- Opening Delimiter -

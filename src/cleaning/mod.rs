/*! Character-level text cleaning.

Each language is bound to a [CleaningStrategy], that describes the alphabet that is kept.
A [Cleaner] compiles that strategy once and is then used on every record of a run:

1. newlines are replaced by spaces,
1. characters outside the allow-list are removed,
1. whitespace runs are collapsed into a single space and the result is trimmed.

A cleaned text can be empty, and callers have to skip it.
!*/
mod cleaner;
mod strategy;

pub use cleaner::Cleaner;
pub use strategy::{strategy_for, CleaningStrategy, PUNCT};
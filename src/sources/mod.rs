/*! Corpus sources.

Records come either from the dataset server ([HubRows]) or from a local JSON lines dump ([JsonLines]).

A [Source] can be opened in two [LoadMode]s:
- [LoadMode::Stream] yields records lazily, page by page for remote sources,
- [LoadMode::Full] materializes the whole split in memory.
!*/
mod hub;
mod jsonl;
mod record;

use std::path::PathBuf;
use std::str::FromStr;

use log::info;

use crate::error::Error;

pub use hub::{
    HubRows, HubSplit, DEFAULT_DATASET, DEFAULT_ENDPOINT, DEFAULT_SNAPSHOT, DEFAULT_SPLIT,
    MAX_PAGE_LEN,
};
pub use jsonl::JsonLines;
pub use record::Record;

/// Fallible record iterator.
pub type RecordIter = Box<dyn Iterator<Item = Result<Record, Error>>>;

#[derive(Debug, Clone, Copy, PartialEq, Eq)]
pub enum LoadMode {
    Stream,
    Full,
}

impl Default for LoadMode {
    fn default() -> Self {
        LoadMode::Stream
    }
}

impl FromStr for LoadMode {
    type Err = Error;

    fn from_str(s: &str) -> Result<Self, Self::Err> {
        match s {
            "stream" | "streaming" => Ok(LoadMode::Stream),
            "full" => Ok(LoadMode::Full),
            other => Err(Error::Custom(format!(
                "unknown load mode {:?} (expected stream or full)",
                other
            ))),
        }
    }
}

/// Opened records.
pub enum Records {
    Stream(RecordIter),
    Table(Vec<Record>),
}

impl std::fmt::Debug for Records {
    fn fmt(&self, f: &mut std::fmt::Formatter<'_>) -> std::fmt::Result {
        match self {
            Records::Stream(_) => write!(f, "Records::Stream"),
            Records::Table(t) => write!(f, "Records::Table({} records)", t.len()),
        }
    }
}

#[derive(Debug, Clone, PartialEq, Eq)]
pub enum Source {
    Hub { split: HubSplit, page_len: usize },
    File(PathBuf),
}

impl Source {
    /// Open the source.
    ///
    /// Any error returned here is a load failure.
    /// In [LoadMode::Full], errors raised while reading records are load failures too.
    pub fn open(&self, mode: LoadMode) -> Result<Records, Error> {
        let iter: RecordIter = match self {
            Source::Hub { split, page_len } => Box::new(HubRows::open(split.clone(), *page_len)?),
            Source::File(path) => Box::new(JsonLines::from_path(path)?),
        };

        match mode {
            LoadMode::Stream => Ok(Records::Stream(iter)),
            LoadMode::Full => {
                let table = iter.collect::<Result<Vec<Record>, Error>>()?;
                info!("loaded {} records", table.len());
                Ok(Records::Table(table))
            }
        }
    }
}

#[cfg(test)]
mod tests {
    use std::io::Write;

    use super::*;

    #[test]
    fn load_modes() {
        assert_eq!(LoadMode::from_str("stream").unwrap(), LoadMode::Stream);
        assert_eq!(LoadMode::from_str("full").unwrap(), LoadMode::Full);
        assert!(LoadMode::from_str("lazy").is_err());
        assert_eq!(LoadMode::default(), LoadMode::Stream);
    }

    #[test]
    fn open_file() {
        let mut file = tempfile::NamedTempFile::new().unwrap();
        writeln!(file, r#"{{"text":"one"}}"#).unwrap();
        writeln!(file, r#"{{"text":"two"}}"#).unwrap();
        let source = Source::File(file.path().to_path_buf());

        match source.open(LoadMode::Full).unwrap() {
            Records::Table(t) => assert_eq!(t.len(), 2),
            other => panic!("expected table, got {:?}", other),
        }
        match source.open(LoadMode::Stream).unwrap() {
            Records::Stream(s) => assert_eq!(s.count(), 2),
            other => panic!("expected stream, got {:?}", other),
        }
    }

    #[test]
    fn full_load_fails_on_bad_record() {
        let mut file = tempfile::NamedTempFile::new().unwrap();
        writeln!(file, r#"{{"text":"one"}}"#).unwrap();
        writeln!(file, "{{").unwrap();
        let source = Source::File(file.path().to_path_buf());

        assert!(source.open(LoadMode::Full).is_err());
        assert!(source.open(LoadMode::Stream).is_ok());
    }
}
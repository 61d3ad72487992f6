//! Regex based cleaner.
use lazy_static::lazy_static;
use log::debug;
use regex::Regex;

use crate::error::Error;
use crate::lang::Lang;

use super::strategy::{strategy_for, CleaningStrategy};

lazy_static! {
    static ref WHITESPACE: Regex = Regex::new(r"\s+").expect("invalid whitespace regex");
}

/// Compiled cleaning strategy for a given language.
#[derive(Debug, Clone)]
pub struct Cleaner {
    lang: Lang,
    strategy: &'static CleaningStrategy,
    /// matches anything that is *not* allow-listed
    disallowed: Regex,
    /// matches a single allow-listed character
    allowed: Regex,
}

impl Cleaner {
    pub fn new(lang: Lang) -> Result<Self, Error> {
        let strategy = strategy_for(lang);
        let class = strategy.class();
        debug!("[{}] using {} strategy: [{}]", lang, strategy.name(), class);

        Ok(Self {
            lang,
            strategy,
            disallowed: Regex::new(&format!("[^{}]", class))?,
            allowed: Regex::new(&format!("^[{}]$", class))?,
        })
    }

    pub fn lang(&self) -> Lang {
        self.lang
    }

    pub fn strategy(&self) -> &'static CleaningStrategy {
        self.strategy
    }

    /// Clean `text`.
    ///
    /// Newlines are removed first, then non allow-listed characters
    /// and whitespace is finally collapsed/trimmed.
    /// Returns an empty string if nothing survives.
    pub fn clean(&self, text: &str) -> String {
        let text = text.replace('\n', " ");
        let text = self.disallowed.replace_all(&text, "");
        WHITESPACE.replace_all(&text, " ").trim().to_string()
    }

    /// returns `true` if `c` is part of the allow-list.
    pub fn is_allowed(&self, c: char) -> bool {
        let mut buf = [0u8; 4];
        self.allowed.is_match(c.encode_utf8(&mut buf))
    }
}
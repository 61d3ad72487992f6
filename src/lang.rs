//! Supported languages.
//!
//! Languages are identified by their ISO 639-1 code, which is also
//! the suffix used by Wikipedia dump configurations (`20231101.en`).
use std::fmt;
use std::str::FromStr;

use crate::error::Error;

#[derive(Debug, Clone, Copy, PartialEq, Eq, Hash)]
pub enum Lang {
    En,
    Pt,
    Fr,
    It,
    Es,
    De,
    Ru,
    Be,
    Ko,
}

impl Lang {
    /// Every supported language, in declaration order.
    pub const ALL: [Lang; 9] = [
        Lang::En,
        Lang::Pt,
        Lang::Fr,
        Lang::It,
        Lang::Es,
        Lang::De,
        Lang::Ru,
        Lang::Be,
        Lang::Ko,
    ];

    pub fn code(&self) -> &'static str {
        match self {
            Lang::En => "en",
            Lang::Pt => "pt",
            Lang::Fr => "fr",
            Lang::It => "it",
            Lang::Es => "es",
            Lang::De => "de",
            Lang::Ru => "ru",
            Lang::Be => "be",
            Lang::Ko => "ko",
        }
    }

    /// Model name prefix understood by UDPipe services.
    pub fn udpipe_model(&self) -> &'static str {
        match self {
            Lang::En => "english",
            Lang::Pt => "portuguese",
            Lang::Fr => "french",
            Lang::It => "italian",
            Lang::Es => "spanish",
            Lang::De => "german",
            Lang::Ru => "russian",
            Lang::Be => "belarusian",
            Lang::Ko => "korean",
        }
    }
}

impl FromStr for Lang {
    type Err = Error;

    fn from_str(s: &str) -> Result<Self, Self::Err> {
        let code = s.trim().to_ascii_lowercase();
        Lang::ALL
            .iter()
            .find(|lang| lang.code() == code)
            .copied()
            .ok_or_else(|| Error::UnknownLang(s.to_string()))
    }
}

impl fmt::Display for Lang {
    fn fmt(&self, f: &mut fmt::Formatter<'_>) -> fmt::Result {
        write!(f, "{}", self.code())
    }
}

#[cfg(test)]
mod tests {
    use super::*;

    #[test]
    fn parse_codes() {
        for lang in Lang::ALL {
            assert_eq!(Lang::from_str(lang.code()).unwrap(), lang);
        }
        assert_eq!(Lang::from_str(" KO ").unwrap(), Lang::Ko);
    }

    #[test]
    fn unknown_code() {
        match Lang::from_str("xx") {
            Err(Error::UnknownLang(code)) => assert_eq!(code, "xx"),
            other => panic!("expected UnknownLang, got {:?}", other),
        }
    }

    #[test]
    fn display_is_code() {
        assert_eq!(Lang::Be.to_string(), "be");
    }
}
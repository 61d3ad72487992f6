//! Local JSON lines dumps.
use std::fs::File;
use std::io::{BufRead, BufReader, Lines};
use std::path::Path;

use flate2::read::MultiGzDecoder;
use log::debug;

use crate::error::Error;

use super::Record;

/// JSON lines reader, generic over reader type.
///
/// Yields one [Record] per non-blank line.
pub struct JsonLines<R> {
    lines: Lines<R>,
}

impl JsonLines<Box<dyn BufRead>> {
    /// Open a dump, using a multi gz decoder if the file ends with `.gz`.
    pub fn from_path<P: AsRef<Path>>(path: P) -> Result<Self, Error> {
        let path = path.as_ref();
        let file = File::open(path)?;
        let gzipped = path.extension().map_or(false, |ext| ext == "gz");
        debug!("opening {:?} (gzip: {})", path, gzipped);

        let reader: Box<dyn BufRead> = if gzipped {
            Box::new(BufReader::new(MultiGzDecoder::new(file)))
        } else {
            Box::new(BufReader::new(file))
        };

        Ok(Self::new(reader))
    }
}

impl<R: BufRead> JsonLines<R> {
    pub fn new(reader: R) -> Self {
        Self {
            lines: reader.lines(),
        }
    }
}

impl<R: BufRead> Iterator for JsonLines<R> {
    type Item = Result<Record, Error>;

    fn next(&mut self) -> Option<Self::Item> {
        loop {
            let line = match self.lines.next()? {
                Ok(line) => line,
                Err(e) => return Some(Err(e.into())),
            };

            if line.trim().is_empty() {
                continue;
            }

            return Some(serde_json::from_str(&line).map_err(Error::from));
        }
    }
}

- Closing Delimiter -

Task goal:
For the entries above, please state how many lines contain the string "HubRows"; give the number and nothing else.

Exercise response:
3